* **ENTRIES PROVIDED**:
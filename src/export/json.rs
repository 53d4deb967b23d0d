//! JSON出力
//!
//! 行ごとに入力列をキーとしたオブジェクトを出力し、集計を添える。

use crate::batch::{BatchReport, BatchStats};
use crate::error::Result;
use serde::Serialize;
use std::collections::BTreeMap;
use std::path::Path;
use supplier_cleanse_common::MatchSource;

#[derive(Serialize)]
struct JsonReport<'a> {
    generated_at: String,
    summary: JsonSummary,
    rows: Vec<JsonRow<'a>>,
}

#[derive(Serialize)]
struct JsonSummary {
    total_rows: usize,
    by_rule: usize,
    by_similarity: usize,
    unresolved: usize,
    empty_rows: usize,
}

impl From<&BatchStats> for JsonSummary {
    fn from(stats: &BatchStats) -> Self {
        Self {
            total_rows: stats.total_rows,
            by_rule: stats.by_rule,
            by_similarity: stats.by_similarity,
            unresolved: stats.unresolved,
            empty_rows: stats.empty_rows,
        }
    }
}

#[derive(Serialize)]
struct JsonRow<'a> {
    input: BTreeMap<&'a str, &'a str>,
    resolved_name: Option<&'a str>,
    match_source: MatchSource,
    match_score: Option<f64>,
}

pub fn write_json(report: &BatchReport, output: &Path) -> Result<()> {
    let rows = report
        .rows
        .iter()
        .map(|row| JsonRow {
            input: report
                .headers
                .iter()
                .zip(row.values.iter())
                .map(|(h, v)| (h.as_str(), v.as_str()))
                .collect(),
            resolved_name: Some(row.output_name.as_str()).filter(|n| !n.is_empty()),
            match_source: row.source(),
            match_score: row
                .result
                .as_ref()
                .filter(|r| r.is_resolved())
                .map(|r| r.score),
        })
        .collect();

    let json = JsonReport {
        generated_at: chrono::Local::now().to_rfc3339(),
        summary: JsonSummary::from(&report.stats),
        rows,
    };

    let content = serde_json::to_string_pretty(&json)?;
    std::fs::write(output, content)?;
    Ok(())
}
//! 一括処理結果の出力
//!
//! 出力形式は拡張子で決める（csv / json / xlsx）。

pub mod csv;
pub mod excel;
pub mod json;

use crate::batch::BatchReport;
use crate::error::{CleanseError, Result};
use std::path::Path;

/// 出力形式
#[derive(Debug, Clone, Copy, PartialEq, Eq)]
pub enum ExportFormat {
    Csv,
    Json,
    Excel,
}

impl ExportFormat {
    /// 拡張子から出力形式を判定
    pub fn from_path(path: &Path) -> Result<Self> {
        let extension = path
            .extension()
            .and_then(|e| e.to_str())
            .map(|e| e.to_lowercase())
            .unwrap_or_default();

        match extension.as_str() {
            "csv" | "txt" => Ok(ExportFormat::Csv),
            "json" => Ok(ExportFormat::Json),
            "xlsx" => Ok(ExportFormat::Excel),
            _ => Err(CleanseError::UnsupportedFormat(path.display().to_string())),
        }
    }
}

impl std::fmt::Display for ExportFormat {
    fn fmt(&self, f: &mut std::fmt::Formatter<'_>) -> std::fmt::Result {
        match self {
            ExportFormat::Csv => write!(f, "CSV"),
            ExportFormat::Json => write!(f, "JSON"),
            ExportFormat::Excel => write!(f, "Excel"),
        }
    }
}

/// 一括処理結果を書き出す
///
/// CSVの区切り文字は入力と同じものを使う。
pub fn export_report(report: &BatchReport, output: &Path, delimiter: u8) -> Result<ExportFormat> {
    let format = ExportFormat::from_path(output)?;

    if let Some(parent) = output.parent().filter(|p| !p.as_os_str().is_empty()) {
        std::fs::create_dir_all(parent)?;
    }

    match format {
        ExportFormat::Csv => csv::write_csv(report, output, delimiter)?,
        ExportFormat::Json => json::write_json(report, output)?,
        ExportFormat::Excel => excel::write_excel(report, output)?,
    }

    tracing::info!(path = %output.display(), format = %format, "結果を出力");
    Ok(format)
}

* **DIRECTIONS**:
Could you transcribe each entry exactly as it stands?

* **WRITTEN REPLY**:
filename src/export/json.rs
repository 53d4deb967b23d0d
//! JSON出力
//!
//! 行ごとに入力列をキーとしたオブジェクトを出力し、集計を添える。

use crate::batch::{BatchReport, BatchStats};
use crate::error::Result;
use serde::Serialize;
use std::collections::BTreeMap;
use std::path::Path;
use supplier_cleanse_common::MatchSource;

#[derive(Serialize)]
struct JsonReport<'a> {
    generated_at: String,
    summary: JsonSummary,
    rows: Vec<JsonRow<'a>>,
}

#[derive(Serialize)]
struct JsonSummary {
    total_rows: usize,
    by_rule: usize,
    by_similarity: usize,
    unresolved: usize,
    empty_rows: usize,
}

impl From<&BatchStats> for JsonSummary {
    fn from(stats: &BatchStats) -> Self {
        Self {
            total_rows: stats.total_rows,
            by_rule: stats.by_rule,
            by_similarity: stats.by_similarity,
            unresolved: stats.unresolved,
            empty_rows: stats.empty_rows,
        }
    }
}

#[derive(Serialize)]
struct JsonRow<'a> {
    input: BTreeMap<&'a str, &'a str>,
    resolved_name: Option<&'a str>,
    match_source: MatchSource,
    match_score: Option<f64>,
}

pub fn write_json(report: &BatchReport, output: &Path) -> Result<()> {
    let rows = report
        .rows
        .iter()
        .map(|row| JsonRow {
            input: report
                .headers
                .iter()
                .zip(row.values.iter())
                .map(|(h, v)| (h.as_str(), v.as_str()))
                .collect(),
            resolved_name: Some(row.output_name.as_str()).filter(|n| !n.is_empty()),
            match_source: row.source(),
            match_score: row
                .result
                .as_ref()
                .filter(|r| r.is_resolved())
                .map(|r| r.score),
        })
        .collect();

    let json = JsonReport {
        generated_at: chrono::Local::now().to_rfc3339(),
        summary: JsonSummary::from(&report.stats),
        rows,
    };

    let content = serde_json::to_string_pretty(&json)?;
    std::fs::write(output, content)?;
    Ok(())
}
//! 一括処理結果の出力
//!
//! 出力形式は拡張子で決める（csv / json / xlsx）。

pub mod csv;
pub mod excel;
pub mod json;

use crate::batch::BatchReport;
use crate::error::{CleanseError, Result};
use std::path::Path;

/// 出力形式
#[derive(Debug, Clone, Copy, PartialEq, Eq)]
pub enum ExportFormat {
    Csv,
    Json,
    Excel,
}

impl ExportFormat {
    /// 拡張子から出力形式を判定
    pub fn from_path(path: &Path) -> Result<Self> {
        let extension = path
            .extension()
            .and_then(|e| e.to_str())
            .map(|e| e.to_lowercase())
            .unwrap_or_default();

        match extension.as_str() {
            "csv" | "txt" => Ok(ExportFormat::Csv),
            "json" => Ok(ExportFormat::Json),
            "xlsx" => Ok(ExportFormat::Excel),
            _ => Err(CleanseError::UnsupportedFormat(path.display().to_string())),
        }
    }
}

impl std::fmt::Display for ExportFormat {
    fn fmt(&self, f: &mut std::fmt::Formatter<'_>) -> std::fmt::Result {
        match self {
            ExportFormat::Csv => write!(f, "CSV"),
            ExportFormat::Json => write!(f, "JSON"),
            ExportFormat::Excel => write!(f, "Excel"),
        }
    }
}

/// 一括処理結果を書き出す
///
/// CSVの区切り文字は入力と同じものを使う。
pub fn export_report(report: &BatchReport, output: &Path, delimiter: u8) -> Result<ExportFormat> {
    let format = ExportFormat::from_path(output)?;

    if let Some(parent) = output.parent().filter(|p| !p.as_os_str().is_empty()) {
        std::fs::create_dir_all(parent)?;
    }

    match format {
        ExportFormat::Csv => csv::write_csv(report, output, delimiter)?,
        ExportFormat::Json => json::write_json(report, output)?,
        ExportFormat::Excel => excel::write_excel(report, output)?,
    }

    tracing::info!(path = %output.display(), format = %format, "結果を出力");
    Ok(format)
}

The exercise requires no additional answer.